Timothy Hunter wrote:

···

Sam'l B wrote:

    Pickaxe Book (2nd Ed.), P. 49, 2nd example, line 3:

    @songs.find {|song| title == song.name }

    I can't find a definition of the "|song|" construction in the book. It is intuitively obvious that it is a variable, and a sort of "catcher's mitt" for the output of the method "@songs.find" -- and acts that way for all other example in the book that I can find.

    What I _can't_ find, though, is a discussion of the construction -- or did I miss it somewhere?

Sam Bassett

In the Pickaxe 2nd Ed., look at the top of page 76.

Hi --

···

On Fri, 22 Dec 2006, Sam'l B wrote:

  Nope -- P. 76 has a discussion of gsub, in the context of "Backslash Sequences in the Substitution"

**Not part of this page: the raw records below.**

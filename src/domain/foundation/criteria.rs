//! Per-criterion weight and impact vectors.

use serde::{Deserialize, Serialize};

use super::{Impact, TopsisError};

/// Multiplicative weights, one per criterion column.
///
/// Weights are used as given; they need not sum to one.
#[derive(Debug, Clone, PartialEq, Serialize, Deserialize)]
#[serde(transparent)]
pub struct WeightVector(Vec<f64>);

impl WeightVector {
    /// Creates a weight vector, rejecting non-finite or non-positive weights.
    pub fn new(weights: Vec<f64>) -> Result<Self, TopsisError> {
        if weights.iter().any(|w| !w.is_finite()) {
            return Err(TopsisError::parse(
                "Weights must be numeric and separated by commas.",
            ));
        }
        if weights.iter().any(|w| *w <= 0.0) {
            return Err(TopsisError::value("Weights must be positive numbers."));
        }
        Ok(Self(weights))
    }

    /// Creates `count` equal weights of 1.0.
    pub fn uniform(count: usize) -> Self {
        Self(vec![1.0; count])
    }

    pub fn len(&self) -> usize {
        self.0.len()
    }

    pub fn is_empty(&self) -> bool {
        self.0.is_empty()
    }

    pub fn as_slice(&self) -> &[f64] {
        &self.0
    }

    pub fn iter(&self) -> impl Iterator<Item = &f64> {
        self.0.iter()
    }
}

/// Criterion polarities, aligned index-for-index with the weights.
#[derive(Debug, Clone, PartialEq, Eq, Serialize, Deserialize)]
#[serde(transparent)]
pub struct ImpactVector(Vec<Impact>);

impl ImpactVector {
    pub fn new(impacts: Vec<Impact>) -> Self {
        Self(impacts)
    }

    pub fn len(&self) -> usize {
        self.0.len()
    }

    pub fn is_empty(&self) -> bool {
        self.0.is_empty()
    }

    pub fn as_slice(&self) -> &[Impact] {
        &self.0
    }

    pub fn iter(&self) -> impl Iterator<Item = &Impact> {
        self.0.iter()
    }
}

impl From<Vec<Impact>> for ImpactVector {
    fn from(impacts: Vec<Impact>) -> Self {
        Self::new(impacts)
    }
}

#[cfg(test)]
mod tests {
    use super::*;
    use crate::domain::foundation::ErrorCode;

    #[test]
    fn weight_vector_accepts_positive_weights() {
        let weights = WeightVector::new(vec![0.25, 1.0, 3.5]).unwrap();
        assert_eq!(weights.len(), 3);
        assert_eq!(weights.as_slice(), &[0.25, 1.0, 3.5]);
    }

    #[test]
    fn weight_vector_rejects_non_finite() {
        let err = WeightVector::new(vec![1.0, f64::NAN]).unwrap_err();
        assert_eq!(err.code(), ErrorCode::ParseError);

        let err = WeightVector::new(vec![f64::INFINITY]).unwrap_err();
        assert_eq!(err.code(), ErrorCode::ParseError);
    }

    #[test]
    fn weight_vector_rejects_non_positive() {
        assert_eq!(
            WeightVector::new(vec![1.0, 0.0]).unwrap_err().code(),
            ErrorCode::ValueError
        );
        assert_eq!(
            WeightVector::new(vec![-2.0]).unwrap_err().code(),
            ErrorCode::ValueError
        );
    }

    #[test]
    fn uniform_weights_are_one() {
        let weights = WeightVector::uniform(4);
        assert!(weights.iter().all(|w| *w == 1.0));
        assert_eq!(weights.len(), 4);
    }

    #[test]
    fn impact_vector_preserves_order() {
        let impacts = ImpactVector::from(vec![Impact::Cost, Impact::Benefit]);
        assert_eq!(impacts.as_slice(), &[Impact::Cost, Impact::Benefit]);
        assert!(!impacts.is_empty());
    }
}
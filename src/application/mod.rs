//! Application layer - Commands and Handlers.
//!
//! This layer orchestrates domain operations and coordinates between ports.

pub mod handlers;

pub use handlers::{RankAlternativesCommand, RankAlternativesHandler, RankAlternativesResult};
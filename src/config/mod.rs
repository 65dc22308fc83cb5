//! Application configuration module
//!
//! This module provides type-safe configuration loading from environment variables
//! using the `config` and `dotenvy` crates. Configuration is loaded with the
//! `TOPSIS_` prefix and nested values use double underscores as separators.
//! Every setting has a default, so an empty environment is a valid configuration.
//!
//! # Example
//!
//! ```no_run
//! use topsis_rank::config::AppConfig;
//!
//! let config = AppConfig::load().expect("Failed to load configuration");
//! config.validate().expect("Invalid configuration");
//!
//! println!("Scores go to column {}", config.output.score_column);
//! ```

mod engine;
mod error;
mod logging;
mod output;

pub use engine::EngineConfig;
pub use error::{ConfigError, ValidationError};
pub use logging::{LogFormat, LoggingConfig};
pub use output::{OutputConfig, MAX_SCORE_PRECISION};

use serde::Deserialize;

/// Root application configuration
#[derive(Debug, Clone, Deserialize, Default, PartialEq, Eq)]
pub struct AppConfig {
    /// Engine policies (zero-distance handling, tie ranking)
    #[serde(default)]
    pub engine: EngineConfig,

    /// Result table layout
    #[serde(default)]
    pub output: OutputConfig,

    /// Log filter and format
    #[serde(default)]
    pub logging: LoggingConfig,
}

impl AppConfig {
    /// Load configuration from environment variables
    ///
    /// This function:
    /// 1. Loads `.env` file if present
    /// 2. Reads environment variables with `TOPSIS` prefix
    /// 3. Uses `__` (double underscore) to separate nested values
    /// 4. Deserializes into typed configuration structs
    ///
    /// # Environment Variable Format
    ///
    /// - `TOPSIS__ENGINE__ZERO_DISTANCE=reject` -> `engine.zero_distance = reject`
    /// - `TOPSIS__OUTPUT__SCORE_PRECISION=4` -> `output.score_precision = 4`
    ///
    /// # Errors
    ///
    /// Returns `ConfigError` if values cannot be parsed into expected types.
    pub fn load() -> Result<Self, ConfigError> {
        dotenvy::dotenv().ok();

        let config = config::Config::builder()
            .add_source(
                config::Environment::default()
                    .prefix("TOPSIS")
                    .separator("__"),
            )
            .build()?
            .try_deserialize()?;

        Ok(config)
    }

    /// Validate all configuration values
    ///
    /// # Errors
    ///
    /// Returns `ValidationError` if any configuration value is invalid.
    pub fn validate(&self) -> Result<(), ValidationError> {
        self.output.validate()?;
        self.logging.validate()?;
        Ok(())
    }
}
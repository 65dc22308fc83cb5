//! Domain layer containing ranking logic and domain types.
//!
//! # Module Organization
//!
//! - `foundation` - Shared domain primitives (impacts, weights, errors)
//! - `analysis` - Pure domain services for TOPSIS ranking

pub mod analysis;
pub mod foundation;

Look in the middle of page 22.

David

--
Q. What's a good holiday present for the serious Rails developer?
A. RUBY FOR RAILS by David A. Black (http://www.manning.com/black\)
    aka The Ruby book for Rails developers!
Q. Where can I get Ruby/Rails on-site training, consulting, coaching?
A. Ruby Power and Light, LLC (http://www.rubypal.com)

That is a parameter passed to a block. It allows the method that
yielded to the block to pass information into the block, which in this
case is a song title (I'm guessing?).

Think of it (sort of) as the method yielding to the block feeding it a
parameter like you would a method call: a value is passed in from the
caller and stored in a local instance to be used in the block.

--Jeremy

···

On 12/21/06, Sam'l B <samlb@samlb.ws> wrote:

        Nope -- P. 76 has a discussion of gsub, in the context of "Backslash
Sequences in the Substitution"

Timothy Hunter wrote:
> Sam'l B wrote:
>> Pickaxe Book (2nd Ed.), P. 49, 2nd example, line 3:
>>
>> @songs.find {|song| title == song.name }
>>
>> I can't find a definition of the "|song|" construction in the
>> book. It is intuitively obvious that it is a variable, and a sort of
>> "catcher's mitt" for the output of the method "@songs.find" -- and
>> acts that way for all other example in the book that I can find.
>>
>> What I _can't_ find, though, is a discussion of the construction
>> -- or did I miss it somewhere?
>>
>> Sam Bassett
>>
> In the Pickaxe 2nd Ed., look at the top of page 76.
>

The online version of the first edition of Pickaxe has it here:

http://www.rubycentral.com/book/intro.html

Scroll down to "Blocks and Iterators." It's about 2/3rds down the page.

···

--
Giles Bowkett
http://www.gilesgoatboy.org


http://gilesgoatboy.blogspot.com

dblack@wobblini.net wrote:

Hi --

    Nope -- P. 76 has a discussion of gsub, in the context of "Backslash Sequences in the Substitution"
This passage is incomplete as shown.